EXERCISE INSTRUCTIONS:
Reproduce the records below in their entirety, exactly as shown.

Stored data:
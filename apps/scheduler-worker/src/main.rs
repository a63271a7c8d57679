//! Verdant scheduler worker.
//!
//! A long-running background process that periodically executes due
//! recurrence trigger rules, creating compliance schedules and deadlines.

mod config;
mod logging;

use std::sync::Arc;
use std::time::Duration;

use config::Config;
use tokio::signal;
use tracing::{error, info, warn};
use verdant_db::{run_migrations, DbPool};
use verdant_scheduling::{
    HolidayCalendar, StaticHolidayCalendar, TriggerExecutorInput, TriggerExecutorJob,
};

#[tokio::main]
async fn main() {
    // Load configuration (fail-fast on missing required values)
    let config = match Config::from_env() {
        Ok(c) => c,
        Err(e) => {
            eprintln!("Error: {e}");
            std::process::exit(1);
        }
    };

    logging::init_logging(&config.rust_log);

    info!(
        version = env!("CARGO_PKG_VERSION"),
        poll_interval_secs = config.poll_interval_secs,
        batch_size = config.trigger_batch_size,
        "Starting scheduler worker"
    );

    let calendar: Arc<dyn HolidayCalendar> = match &config.public_holidays {
        Some(value) => match StaticHolidayCalendar::parse(value) {
            Ok(calendar) => Arc::new(calendar),
            Err(e) => {
                eprintln!("Error: invalid PUBLIC_HOLIDAYS: {e}");
                std::process::exit(1);
            }
        },
        None => Arc::new(StaticHolidayCalendar::empty()),
    };

    let pool = match DbPool::connect_with(&config.database_url, config.max_db_connections).await {
        Ok(p) => p,
        Err(e) => {
            eprintln!("Error: failed to connect to database: {e}");
            std::process::exit(1);
        }
    };

    if let Err(e) = run_migrations(&pool).await {
        eprintln!("Error: failed to run migrations: {e}");
        std::process::exit(1);
    }
    info!("Migrations applied");

    let job = TriggerExecutorJob::new(pool.inner().clone(), calendar)
        .with_batch_size(config.trigger_batch_size);
    let input = TriggerExecutorInput {
        company_id: config.company_id,
        batch_size: None,
    };

    let mut ticker = tokio::time::interval(Duration::from_secs(config.poll_interval_secs));
    ticker.set_missed_tick_behavior(tokio::time::MissedTickBehavior::Skip);

    loop {
        tokio::select! {
            _ = ticker.tick() => {
                // A failed cycle is logged and the worker keeps polling;
                // transient database outages must not kill the process.
                match job.run(&input).await {
                    Ok(stats) => {
                        info!(
                            processed = stats.processed,
                            fired = stats.fired,
                            skipped = stats.skipped,
                            failed = stats.failed,
                            "Trigger executor cycle complete"
                        );
                    }
                    Err(e) => {
                        error!(error = %e, "Trigger executor cycle failed");
                    }
                }
            }
            result = signal::ctrl_c() => {
                if let Err(e) = result {
                    warn!(error = %e, "Failed to listen for shutdown signal");
                }
                info!("Shutdown signal received, stopping worker");
                break;
            }
        }
    }
}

RESULT OF THE EXERCISE:
filename apps/scheduler-worker/src/main.rs
repository a63271a7c8d57679
//! Verdant scheduler worker.
//!
//! A long-running background process that periodically executes due
//! recurrence trigger rules, creating compliance schedules and deadlines.

mod config;
mod logging;

use std::sync::Arc;
use std::time::Duration;

use config::Config;
use tokio::signal;
use tracing::{error, info, warn};
use verdant_db::{run_migrations, DbPool};
use verdant_scheduling::{
    HolidayCalendar, StaticHolidayCalendar, TriggerExecutorInput, TriggerExecutorJob,
};

#[tokio::main]
async fn main() {
    // Load configuration (fail-fast on missing required values)
    let config = match Config::from_env() {
        Ok(c) => c,
        Err(e) => {
            eprintln!("Error: {e}");
            std::process::exit(1);
        }
    };

    logging::init_logging(&config.rust_log);

    info!(
        version = env!("CARGO_PKG_VERSION"),
        poll_interval_secs = config.poll_interval_secs,
        batch_size = config.trigger_batch_size,
        "Starting scheduler worker"
    );

    let calendar: Arc<dyn HolidayCalendar> = match &config.public_holidays {
        Some(value) => match StaticHolidayCalendar::parse(value) {
            Ok(calendar) => Arc::new(calendar),
            Err(e) => {
                eprintln!("Error: invalid PUBLIC_HOLIDAYS: {e}");
                std::process::exit(1);
            }
        },
        None => Arc::new(StaticHolidayCalendar::empty()),
    };

    let pool = match DbPool::connect_with(&config.database_url, config.max_db_connections).await {
        Ok(p) => p,
        Err(e) => {
            eprintln!("Error: failed to connect to database: {e}");
            std::process::exit(1);
        }
    };

    if let Err(e) = run_migrations(&pool).await {
        eprintln!("Error: failed to run migrations: {e}");
        std::process::exit(1);
    }
    info!("Migrations applied");

    let job = TriggerExecutorJob::new(pool.inner().clone(), calendar)
        .with_batch_size(config.trigger_batch_size);
    let input = TriggerExecutorInput {
        company_id: config.company_id,
        batch_size: None,
    };

    let mut ticker = tokio::time::interval(Duration::from_secs(config.poll_interval_secs));
    ticker.set_missed_tick_behavior(tokio::time::MissedTickBehavior::Skip);

    loop {
        tokio::select! {
            _ = ticker.tick() => {
                // A failed cycle is logged and the worker keeps polling;
                // transient database outages must not kill the process.
                match job.run(&input).await {
                    Ok(stats) => {
                        info!(
                            processed = stats.processed,
                            fired = stats.fired,
                            skipped = stats.skipped,
                            failed = stats.failed,
                            "Trigger executor cycle complete"
                        );
                    }
                    Err(e) => {
                        error!(error = %e, "Trigger executor cycle failed");
                    }
                }
            }
            result = signal::ctrl_c() => {
                if let Err(e) = result {
                    warn!(error = %e, "Failed to listen for shutdown signal");
                }
                info!("Shutdown signal received, stopping worker");
                break;
            }
        }
    }
}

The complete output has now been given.